Manhattan buyers are quietly going old-school again. Co-op apartments are back in the spotlight, and the numbers say it is not just nostalgia. New data show the median Manhattan co-op sale hit about $895,000 in the second quarter, an 8.5 percent jump from a year earlier. That bump beat out condos even as overall deal volume cooled, hinting at a real shift in what buyers want across the borough.
According to TRD Data, the median co-op sale price in Manhattan climbed to $895,000 in Q2, up 8.5 percent year over year. Condo medians inched up 2.9 percent, and new-development condos rose 7.6 percent. Deals were thinner across the board, with condo transactions slipping about 3.8 percent and co-op transactions down about 1.9 percent. Townhouse prices, meanwhile, went the other way entirely, with the median topping $6 million, a more than 38 percent surge, even as townhouse sales fell to just 55. The pattern points to tight luxury supply and a buyer tilt toward larger, value-focused prewar product, according to The Real Deal.

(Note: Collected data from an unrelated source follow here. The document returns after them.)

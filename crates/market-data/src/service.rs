//! Market data service: cache, provider fallback and synthetic substitution.
//!
//! Every request follows the same path:
//!
//! ```text
//! cache (valid hit) -> return
//!        |
//!        v
//! registry (providers in priority order) -> success -> cache write -> return
//!        |
//!        v
//! synthetic data (not cached) -> return
//! ```
//!
//! None of the request methods can fail.

use std::collections::HashMap;
use std::sync::Arc;
use std::time::Duration;

use log::{debug, info};

use crate::cache::{CacheKey, Lookup, TtlCache};
use crate::config::{CacheTtls, MarketDataConfig};
use crate::models::{
    latest_first, DataKind, HistoricalPoint, IndicatorKind, IndicatorPoint, Interval, Quote,
};
use crate::provider::alpha_vantage::AlphaVantageProvider;
use crate::provider::finnhub::FinnhubProvider;
use crate::provider::polygon::PolygonProvider;
use crate::provider::MarketDataProvider;
use crate::registry::ProviderRegistry;
use crate::synthetic::SyntheticGenerator;

/// Normalize user input to the form used in cache keys and provider calls.
fn normalize_symbol(symbol: &str) -> String {
    symbol.trim().to_uppercase()
}

/// Market data facade shared by the refresh loop and any other consumer.
///
/// Construct once at the composition root and share through `Arc`.
pub struct MarketDataService {
    registry: ProviderRegistry,
    quotes: TtlCache<CacheKey, Quote>,
    historical: TtlCache<CacheKey, Vec<HistoricalPoint>>,
    indicators: TtlCache<CacheKey, Vec<IndicatorPoint>>,
    ttls: CacheTtls,
    synthetic: Arc<SyntheticGenerator>,
    symbol_delay: Duration,
}

impl MarketDataService {
    /// Build the service with the three stock providers.
    pub fn new(config: &MarketDataConfig) -> Self {
        let synthetic = Arc::new(SyntheticGenerator::new());
        let providers = Self::default_providers(config, Arc::clone(&synthetic));

        info!(
            "Market data service starting with {} providers ({} with credentials)",
            providers.len(),
            providers.iter().filter(|p| p.has_credentials()).count()
        );

        Self::with_registry(ProviderRegistry::new(providers), config.cache.clone(), synthetic)
            .with_symbol_delay(config.refresh.symbol_delay)
    }

    /// Build the service around an existing registry.
    pub fn with_registry(
        registry: ProviderRegistry,
        ttls: CacheTtls,
        synthetic: Arc<SyntheticGenerator>,
    ) -> Self {
        Self {
            registry,
            quotes: TtlCache::new(),
            historical: TtlCache::new(),
            indicators: TtlCache::new(),
            ttls,
            synthetic,
            symbol_delay: Duration::ZERO,
        }
    }

    /// Pause inserted between symbols by [`MarketDataService::get_quotes`].
    pub fn with_symbol_delay(mut self, delay: Duration) -> Self {
        self.symbol_delay = delay;
        self
    }

    /// Alpha Vantage, Finnhub and Polygon, configured from `config`.
    pub fn default_providers(
        config: &MarketDataConfig,
        synthetic: Arc<SyntheticGenerator>,
    ) -> Vec<Arc<dyn MarketDataProvider>> {
        let alpha_vantage: Arc<dyn MarketDataProvider> = Arc::new(AlphaVantageProvider::new(
            config.alpha_vantage.clone(),
            synthetic,
        ));
        let finnhub: Arc<dyn MarketDataProvider> =
            Arc::new(FinnhubProvider::new(config.finnhub.clone()));
        let polygon: Arc<dyn MarketDataProvider> =
            Arc::new(PolygonProvider::new(config.polygon.clone()));

        vec![alpha_vantage, finnhub, polygon]
    }

    pub fn registry(&self) -> &ProviderRegistry {
        &self.registry
    }

    pub fn ttls(&self) -> &CacheTtls {
        &self.ttls
    }

    /// Latest quote for a symbol. Never fails: falls back to synthetic data.
    pub async fn get_real_time_quote(&self, symbol: &str) -> Quote {
        let symbol = normalize_symbol(symbol);
        let key = CacheKey::quote(&symbol);

        if let Some(quote) = self.quotes.get_valid(&key, self.ttls.quote) {
            debug!("Cache hit for {}", key.as_str());
            return quote;
        }

        match self.registry.fetch_quote(&symbol).await {
            Ok(quote) => {
                self.quotes.put(key, quote.clone());
                quote
            }
            Err(e) => {
                info!("Using synthetic quote for {}: {}", symbol, e);
                self.synthetic.quote(&symbol)
            }
        }
    }

    /// Historical bars, ascending. Never fails: falls back to synthetic data.
    pub async fn get_historical_data(&self, symbol: &str, interval: Interval) -> Vec<HistoricalPoint> {
        let symbol = normalize_symbol(symbol);
        let key = CacheKey::historical(&symbol, interval);

        if let Some(points) = self.historical.get_valid(&key, self.ttls.historical) {
            debug!("Cache hit for {}", key.as_str());
            return points;
        }

        match self.registry.fetch_historical(&symbol, interval).await {
            Ok(points) => {
                self.historical.put(key, points.clone());
                points
            }
            Err(e) => {
                info!("Using synthetic {} series for {}: {}", interval, symbol, e);
                self.synthetic.historical(&symbol)
            }
        }
    }

    /// Indicator points, most recent first, at most 100.
    /// Never fails: falls back to synthetic data.
    pub async fn get_technical_indicators(
        &self,
        symbol: &str,
        kind: IndicatorKind,
    ) -> Vec<IndicatorPoint> {
        let symbol = normalize_symbol(symbol);
        let key = CacheKey::indicator(&symbol, kind);

        if let Some(points) = self.indicators.get_valid(&key, self.ttls.indicator) {
            debug!("Cache hit for {}", key.as_str());
            return points;
        }

        match self.registry.fetch_indicator(&symbol, kind).await {
            Ok(points) => {
                let points = latest_first(points);
                self.indicators.put(key, points.clone());
                points
            }
            Err(e) => {
                info!("Using synthetic {} for {}: {}", kind, symbol, e);
                self.synthetic.indicator(&symbol, kind)
            }
        }
    }

    /// Quotes for several symbols, one at a time with the configured pause
    /// between them. Duplicates are fetched once.
    pub async fn get_quotes(&self, symbols: &[String]) -> HashMap<String, Quote> {
        let mut quotes = HashMap::with_capacity(symbols.len());

        for symbol in symbols {
            let symbol = normalize_symbol(symbol);
            if quotes.contains_key(&symbol) {
                continue;
            }
            if !quotes.is_empty() && !self.symbol_delay.is_zero() {
                tokio::time::sleep(self.symbol_delay).await;
            }
            let quote = self.get_real_time_quote(&symbol).await;
            quotes.insert(symbol, quote);
        }

        quotes
    }

    /// Last cached quote regardless of age, for display while a refresh runs.
    pub fn cached_quote(&self, symbol: &str) -> Option<Lookup<Quote>> {
        let key = CacheKey::quote(&normalize_symbol(symbol));
        self.quotes.get(&key, self.ttls.for_kind(DataKind::Quote))
    }
}
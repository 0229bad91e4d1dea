//! HTTP client for the chat backend.
//!
//! One JSON endpoint: POST `{query, user_id, timestamp}`, answer `{response}`.
//! Failures are returned to the caller as [`ChatError`] and never retried.

use std::time::Duration;

use async_trait::async_trait;
use chrono::Utc;
use log::{debug, warn};

use crate::errors::ChatError;
use crate::models::{ChatReply, ChatRequest, Envelope, ErrorBody};

/// Default timeout for chat requests. Answers can take a while to generate.
const DEFAULT_TIMEOUT_SECS: u64 = 60;

/// User id sent when none is configured.
pub const ANONYMOUS_USER: &str = "anonymous";

/// Anything that can answer a chat query.
#[async_trait]
pub trait ChatBackend: Send + Sync {
    async fn send(&self, query: &str, user_id: &str) -> Result<ChatReply, ChatError>;
}

/// Chat backend reached over HTTP.
#[derive(Debug, Clone)]
pub struct ChatClient {
    client: reqwest::Client,
    endpoint: String,
}

impl ChatClient {
    /// Create a client for `endpoint`.
    ///
    /// # Errors
    ///
    /// Returns [`ChatError::Config`] if the endpoint is blank or the HTTP
    /// client cannot be initialized.
    pub fn new(endpoint: &str) -> Result<Self, ChatError> {
        Self::with_timeout(endpoint, Duration::from_secs(DEFAULT_TIMEOUT_SECS))
    }

    pub fn with_timeout(endpoint: &str, timeout: Duration) -> Result<Self, ChatError> {
        let endpoint = endpoint.trim();
        if endpoint.is_empty() {
            return Err(ChatError::Config("chat endpoint is empty".to_string()));
        }
        reqwest::Url::parse(endpoint)
            .map_err(|e| ChatError::Config(format!("invalid chat endpoint: {}", e)))?;

        let client = reqwest::Client::builder()
            .timeout(timeout)
            .build()
            .map_err(|e| ChatError::Config(format!("Failed to initialize HTTP client: {}", e)))?;

        Ok(Self {
            client,
            endpoint: endpoint.to_string(),
        })
    }

    pub fn endpoint(&self) -> &str {
        &self.endpoint
    }

    /// Turn a status and body into a reply or an error.
    ///
    /// Also accepts replies wrapped as `{"statusCode": .., "body": "<json>"}`,
    /// which is what the backend function returns when invoked without a
    /// gateway in front of it.
    pub fn interpret(status: u16, body: &str) -> Result<ChatReply, ChatError> {
        match Self::interpret_direct(status, body) {
            Err(ChatError::MalformedResponse(reason)) => {
                match serde_json::from_str::<Envelope>(body) {
                    Ok(envelope) => Self::interpret_direct(envelope.status_code, &envelope.body),
                    Err(_) => Err(ChatError::MalformedResponse(reason)),
                }
            }
            other => other,
        }
    }

    fn interpret_direct(status: u16, body: &str) -> Result<ChatReply, ChatError> {
        if !(200..300).contains(&status) {
            let parsed = serde_json::from_str::<ErrorBody>(body).unwrap_or_default();
            let message = parsed
                .message
                .or(parsed.error)
                .unwrap_or_else(|| format!("HTTP {}", status));
            return Err(ChatError::Backend { status, message });
        }

        serde_json::from_str::<ChatReply>(body).map_err(|e| {
            ChatError::MalformedResponse(format!(
                "{} - {}",
                e,
                body.chars().take(200).collect::<String>()
            ))
        })
    }
}

#[async_trait]
impl ChatBackend for ChatClient {
    async fn send(&self, query: &str, user_id: &str) -> Result<ChatReply, ChatError> {
        let query = query.trim();
        if query.is_empty() {
            return Err(ChatError::EmptyQuery);
        }
        let user_id = match user_id.trim() {
            "" => ANONYMOUS_USER,
            id => id,
        };

        let request = ChatRequest::new(query, user_id, Utc::now());
        debug!("[Chat] POST {} ({} chars)", self.endpoint, query.len());

        let response = self
            .client
            .post(&self.endpoint)
            .json(&request)
            .send()
            .await?;

        let status = response.status().as_u16();
        let body = response.text().await?;

        let result = Self::interpret(status, &body);
        if let Err(ref e) = result {
            warn!("[Chat] request failed: {}", e);
        }
        result
    }
}
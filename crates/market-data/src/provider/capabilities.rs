//! Provider capabilities and rate limiting configuration.

use std::time::Duration;

use crate::models::DataKind;

/// Describes what a market data provider can serve.
///
/// Used by the registry to build the per-kind fallback order.
#[derive(Clone, Debug)]
pub struct ProviderCapabilities {
    /// Data kinds this provider answers (quote, historical, indicator).
    pub data_kinds: &'static [DataKind],
}

impl ProviderCapabilities {
    pub fn supports(&self, kind: DataKind) -> bool {
        self.data_kinds.contains(&kind)
    }
}

/// Rate limiting configuration for a provider.
#[derive(Clone, Debug, PartialEq, Eq)]
pub struct RateLimit {
    /// Minimum delay between two calls to the provider.
    pub min_interval: Duration,
}

impl Default for RateLimit {
    fn default() -> Self {
        Self {
            min_interval: Duration::from_secs(1),
        }
    }
}
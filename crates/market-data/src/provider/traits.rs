//! Market data provider trait definitions.

use async_trait::async_trait;

use crate::errors::MarketDataError;
use crate::models::{HistoricalPoint, IndicatorKind, IndicatorPoint, Interval, Quote};

use super::capabilities::{ProviderCapabilities, RateLimit};

/// Trait for market data providers.
///
/// Implement this trait to add support for a new market data source. The
/// registry uses the provider's capabilities and priority to decide when to
/// call it, and paces calls according to its rate limit.
///
/// Adapters turn every failure (transport, HTTP status, vendor error body,
/// parse error, placeholder credentials) into a [`MarketDataError`]; the
/// registry treats all of them as "no data" and moves on.
#[async_trait]
pub trait MarketDataProvider: Send + Sync {
    /// Unique identifier for this provider, e.g. "ALPHA_VANTAGE".
    ///
    /// Also used as the `source` tag on records the provider returns.
    fn id(&self) -> &'static str;

    /// Provider priority for ordering. Lower values = higher priority.
    fn priority(&self) -> u8 {
        10
    }

    /// Data kinds this provider serves.
    fn capabilities(&self) -> ProviderCapabilities;

    /// Pacing applied by the registry before every call.
    fn rate_limit(&self) -> RateLimit;

    /// Whether a real API key is configured.
    fn has_credentials(&self) -> bool {
        true
    }

    /// Fetch the latest quote for a symbol.
    async fn get_quote(&self, symbol: &str) -> Result<Quote, MarketDataError>;

    /// Fetch a historical series, sorted ascending by timestamp.
    async fn get_historical(
        &self,
        symbol: &str,
        interval: Interval,
    ) -> Result<Vec<HistoricalPoint>, MarketDataError> {
        let _ = (symbol, interval);
        Err(MarketDataError::NotSupported {
            operation: "historical".to_string(),
            provider: self.id().to_string(),
        })
    }

    /// Fetch a technical indicator series.
    ///
    /// Ordering is normalized by the caller, so adapters may return points in
    /// vendor order.
    async fn get_indicator(
        &self,
        symbol: &str,
        kind: IndicatorKind,
    ) -> Result<Vec<IndicatorPoint>, MarketDataError> {
        let _ = (symbol, kind);
        Err(MarketDataError::NotSupported {
            operation: "indicator".to_string(),
            provider: self.id().to_string(),
        })
    }
}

Why co-ops are back in favor
“People are realizing co-ops are good value, and so there’s been a return to co-ops,” Brown Harris Stevens broker Lisa Lippman told The Real Deal, pointing out that co-ops often sit in better locations and can carry lower monthly fees than similar condos. Larger layouts, lower carrying costs, and a buyer pool dominated by owner-occupiers are pulling more shoppers back into co-op buildings, especially prewar properties with solid financials. Brokers say that mix is a big reason mid-market co-op prices have firmed even while condo inventory feels tight.
Big sales underline the divide
The priciest co-op trades of the quarter drove the point home. An off-market duplex at 740 Park Avenue reportedly sold for about $38 million, a reminder that trophy buyers still show up for the right address, according to a secret $38 million score report. On the Upper East Side, a unit at 895 Park Avenue changed hands for roughly $20 million in an earlier quarter, based on broker records and listings on Realty.com. Together, those deals highlight a two-speed market where marquee homes still command premiums even as overall sales volumes wobble.
What buyers should watch
A new pied-a-terre surcharge in the 2026 state budget, targeting non-primary homes valued at $5 million or more, has started to change the math for luxury second-home buyers and may be pushing some shoppers away from condos. State officials expect the levy to generate hundreds of millions of dollars a year, adding another wrinkle to second-home ownership calculations. For a deeper dive into the measure and its projected effects, see Inman.
For now, brokers say Manhattan’s market is splitting in two: limited supply and trophy demand keep the high end buzzing, while everyday sellers face a pickier, more cautious buyer pool. Anyone shopping or selling should keep an eye on inventory, evolving tax rules, and how lenders price the next move in interest rates as they weigh co-op affordability against condo flexibility.